Wednesday, January 6, 2010

Day 3

Hello All!!!

I decided last night, after the first BodyWise support call, that support is so important in any journey - weight loss or otherwise. I don't know where I would be today without the friends and family who have supported me along the way through school and other challenges that life has thrown my way.

Also, seeking that support can be motivating. I cannot count how many times I have 'Googled' my way to find someone else talking about something that I might be facing at any given moment. A few minutes ago, I was Googling about 'Mental Blocks' as I try to understand why I cannot seem to muster up the gusto to work on my next (and FINAL) thesis chapter. I digress....

Anyways, I was thinking in the shower that I could document my experiences through BodyWise Bootcamp. This would help to keep me accountable and could potentially provide support to others - a sort of journal about my experiences. I have heard others say that Days 3-5 are the hardest on Bootcamp, so I guess it is not surprising that I start here?!

So far, I have eaten today:
Breakfast: Chocolate shake w/ 1c. milk
Lunch: Lentil Salad from daretobeslender - so yummy!!!
Snack: 1 c. yogurt w/ 1/2 scoop chocolate Elance powder - so yummy again!!
Dinner: Steak, raw veggies, lentil salad, 1/2 c. hummus
Snack: Chocolate shake w/ 1c. milk

I have to say that my eating is all out of whack today. I slept in and this has actually made my day harder. I had my first Shake at 11, which would normally be when I would have my first snack and I was SO hungry that I could not get it into me fast enough and nearly had to sit down afterwards.
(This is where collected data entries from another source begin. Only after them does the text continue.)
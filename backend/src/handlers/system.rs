use axum::{extract::State, Json};
use chrono::Datelike;

use crate::{
    error::SmokeTestError,
    models::system::{HealthResponse, ServiceDescriptor, SmokeTestResponse},
    services::{
        calendar::{is_business_hours, weekday_name},
        moment::format_clock_and_date,
    },
    state::AppState,
};

pub const ENDPOINTS: &[&str] = &[
    "GET  /",
    "GET  /health",
    "POST /webhook/datetime/current",
    "POST /webhook/datetime/business-info",
    "POST /webhook/datetime/relative",
    "GET  /test",
    "GET  /api/docs",
];

pub async fn home(State(state): State<AppState>) -> Json<ServiceDescriptor> {
    Json(ServiceDescriptor {
        service: state.config.display_name.clone(),
        status: "online".to_string(),
        timezone: state.config.time_zone.to_string(),
        endpoints: ENDPOINTS.iter().map(|e| e.to_string()).collect(),
    })
}

pub async fn health(State(state): State<AppState>) -> Json<HealthResponse> {
    // A health probe still answers when the clock cannot be read.
    let current_time = match state.datetime.now() {
        Ok(now) => format_clock_and_date(&now),
        Err(err) => {
            tracing::warn!(error = ?err, "Health check could not read the clock");
            "indisponível".to_string()
        }
    };

    Json(HealthResponse {
        status: "healthy".to_string(),
        service: state.config.service_name.clone(),
        current_time,
        timezone: state.config.time_zone.to_string(),
        uptime: "online".to_string(),
        uptime_seconds: state.uptime_seconds(),
    })
}

pub async fn smoke_test(
    State(state): State<AppState>,
) -> Result<Json<SmokeTestResponse>, SmokeTestError> {
    let now = state.datetime.now()?;
    let tomorrow = now
        .date_naive()
        .succ_opt()
        .ok_or_else(|| anyhow::anyhow!("date overflow after {}", now.date_naive()))?;

    Ok(Json(SmokeTestResponse {
        status: "success".to_string(),
        current_time: format_clock_and_date(&now),
        tomorrow: tomorrow.format("%Y-%m-%d").to_string(),
        is_business_hours: is_business_hours(&now),
        weekday: weekday_name(now.weekday()).to_string(),
        all_endpoints_working: true,
    }))
}
pub mod time;

pub use time::*;
use chrono::{DateTime, Datelike, NaiveDate, TimeZone};

use crate::models::datetime::NaturalDateLabel;
use crate::services::calendar::{month_name_of, weekday_name};

/// Labels `target` relative to `today`, ignoring time of day.
///
/// Dates further than one day away render as "{weekday}, {day} de {month}",
/// without a year.
pub fn label_date(today: NaiveDate, target: NaiveDate) -> NaturalDateLabel {
    if target == today {
        NaturalDateLabel::Today
    } else if today.succ_opt() == Some(target) {
        NaturalDateLabel::Tomorrow
    } else if today.pred_opt() == Some(target) {
        NaturalDateLabel::Yesterday
    } else {
        NaturalDateLabel::Dated {
            weekday: weekday_name(target.weekday()),
            day: target.day(),
            month: month_name_of(&target),
        }
    }
}

/// Labels `target` against the calendar date of `now`, both read in `now`'s zone.
pub fn format_natural_date<Z, T>(now: &DateTime<Z>, target: &DateTime<T>) -> NaturalDateLabel
where
    Z: TimeZone,
    T: TimeZone,
{
    let zone = now.timezone();
    let target_date = target.with_timezone(&zone).date_naive();
    label_date(now.date_naive(), target_date)
}
//! Portuguese calendar vocabulary and the hour/weekday predicates shared by
//! every description of "now".

use chrono::{Datelike, Timelike, Weekday};

use crate::models::datetime::DayPeriod;

const WEEKDAYS: [&str; 7] = [
    "segunda-feira",
    "terça-feira",
    "quarta-feira",
    "quinta-feira",
    "sexta-feira",
    "sábado",
    "domingo",
];

const MONTHS: [&str; 12] = [
    "janeiro",
    "fevereiro",
    "março",
    "abril",
    "maio",
    "junho",
    "julho",
    "agosto",
    "setembro",
    "outubro",
    "novembro",
    "dezembro",
];

const BUSINESS_START_HOUR: u32 = 9;
const BUSINESS_END_HOUR: u32 = 18;

pub fn weekday_name(weekday: Weekday) -> &'static str {
    WEEKDAYS[weekday.num_days_from_monday() as usize]
}

pub fn month_name_of<D: Datelike>(date: &D) -> &'static str {
    MONTHS[date.month0() as usize]
}

pub fn classify_hour(hour: u32) -> DayPeriod {
    match hour {
        5..=11 => DayPeriod::Manha,
        12..=17 => DayPeriod::Tarde,
        18..=23 => DayPeriod::Noite,
        _ => DayPeriod::Madrugada,
    }
}

pub fn day_period<T: Timelike>(moment: &T) -> DayPeriod {
    classify_hour(moment.hour())
}

pub fn is_weekend<D: Datelike>(date: &D) -> bool {
    matches!(date.weekday(), Weekday::Sat | Weekday::Sun)
}

/// Monday to Friday, 09:00 to 17:59.
pub fn is_business_hours<T: Datelike + Timelike>(moment: &T) -> bool {
    !is_weekend(moment) && (BUSINESS_START_HOUR..BUSINESS_END_HOUR).contains(&moment.hour())
}

#[cfg(test)]
mod tests {
    use super::*;
    use chrono::NaiveDate;

    fn at(y: i32, m: u32, d: u32, h: u32, min: u32) -> chrono::NaiveDateTime {
        NaiveDate::from_ymd_opt(y, m, d)
            .unwrap()
            .and_hms_opt(h, min, 0)
            .unwrap()
    }

    #[test]
    fn periods_partition_the_day() {
        let expected = [
            (0..5, DayPeriod::Madrugada),
            (5..12, DayPeriod::Manha),
            (12..18, DayPeriod::Tarde),
            (18..24, DayPeriod::Noite),
        ];
        for hour in 0..24 {
            let matches: Vec<_> = expected
                .iter()
                .filter(|(range, _)| range.contains(&hour))
                .collect();
            assert_eq!(matches.len(), 1, "hour {hour} must fall in one range");
            assert_eq!(classify_hour(hour), matches[0].1, "hour {hour}");
        }
    }

    #[test]
    fn period_boundaries() {
        assert_eq!(classify_hour(4), DayPeriod::Madrugada);
        assert_eq!(classify_hour(5), DayPeriod::Manha);
        assert_eq!(classify_hour(11), DayPeriod::Manha);
        assert_eq!(classify_hour(12), DayPeriod::Tarde);
        assert_eq!(classify_hour(17), DayPeriod::Tarde);
        assert_eq!(classify_hour(18), DayPeriod::Noite);
        assert_eq!(classify_hour(23), DayPeriod::Noite);
    }

    #[test]
    fn weekday_names_start_on_monday() {
        assert_eq!(weekday_name(Weekday::Mon), "segunda-feira");
        assert_eq!(weekday_name(Weekday::Sat), "sábado");
        assert_eq!(weekday_name(Weekday::Sun), "domingo");
    }

    #[test]
    fn month_names_follow_the_calendar() {
        let name = |m| month_name_of(&NaiveDate::from_ymd_opt(2025, m, 1).unwrap());
        assert_eq!(name(1), "janeiro");
        assert_eq!(name(3), "março");
        assert_eq!(name(8), "agosto");
        assert_eq!(name(12), "dezembro");
    }

    #[test]
    fn business_hours_window() {
        // 2025-01-15 is a Wednesday
        assert!(!is_business_hours(&at(2025, 1, 15, 8, 59)));
        assert!(is_business_hours(&at(2025, 1, 15, 9, 0)));
        assert!(is_business_hours(&at(2025, 1, 15, 17, 59)));
        assert!(!is_business_hours(&at(2025, 1, 15, 18, 0)));
    }

    #[test]
    fn weekends_are_never_business_hours() {
        let saturday = at(2025, 1, 4, 14, 0);
        let sunday = at(2025, 1, 5, 10, 0);
        assert!(is_weekend(&saturday));
        assert!(is_weekend(&sunday));
        assert!(!is_business_hours(&saturday));
        assert!(!is_business_hours(&sunday));
        assert!(!is_weekend(&at(2025, 1, 3, 10, 0)));
    }
}
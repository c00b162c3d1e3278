//! Failures while turning caller input into an instant.

use chrono::NaiveDateTime;
use thiserror::Error;

#[derive(Error, Debug, Clone, PartialEq, Eq)]
pub enum TemporalError {
    #[error("Data alvo é obrigatória")]
    MissingTargetDate,

    #[error("Data alvo inválida: '{0}' (formato esperado AAAA-MM-DD)")]
    InvalidTargetDate(String),

    #[error("Hora alvo inválida: '{0}' (formato esperado HH:MM)")]
    InvalidTargetTime(String),

    #[error("Data/hora local não representável no fuso configurado: {0}")]
    UnrepresentableLocalTime(NaiveDateTime),
}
Mental note to self, don't do this again.

Regarding Day 3 being one of the hardest, I have been okay so far. Funny moment this morning, I nearly dove onto and devoured a cookbook when I mistook it for a Domino's pizza box. But, that is what this Blog is for - to keep me accountable. I promise to share with you my moments of weakness - humans can't be 100% on track all of the time AND BodyWise knows this, too!

However, I have committed myself to Bootcamp for the next two weeks. Moreover, I have challenged myself to do bootcamp because I want to see what it can really do for me.

I haven't seen PHENOMENAL results so far, but I do feel better. I feel like I have a waist again and I didn't know that was possible a few weeks ago when I sat down on the couch for an afternoon with a Costco box of Almond Roca in front of me. Ha ha ha! Anyways, what I think I feel is the inflammation dwindling.

One other thing I am doing to motivate myself and to keep myself accountable is talking to my friends openly about what I am doing and talking to them about their experiences. As women, I think that we always try to shy away from this topic - it is personal and it is sensitive for a lot of us! I know!!! (flash back to my mother-in-law saying "I'm so glad my son doesn't give you a hard time about your weight." Ummm...)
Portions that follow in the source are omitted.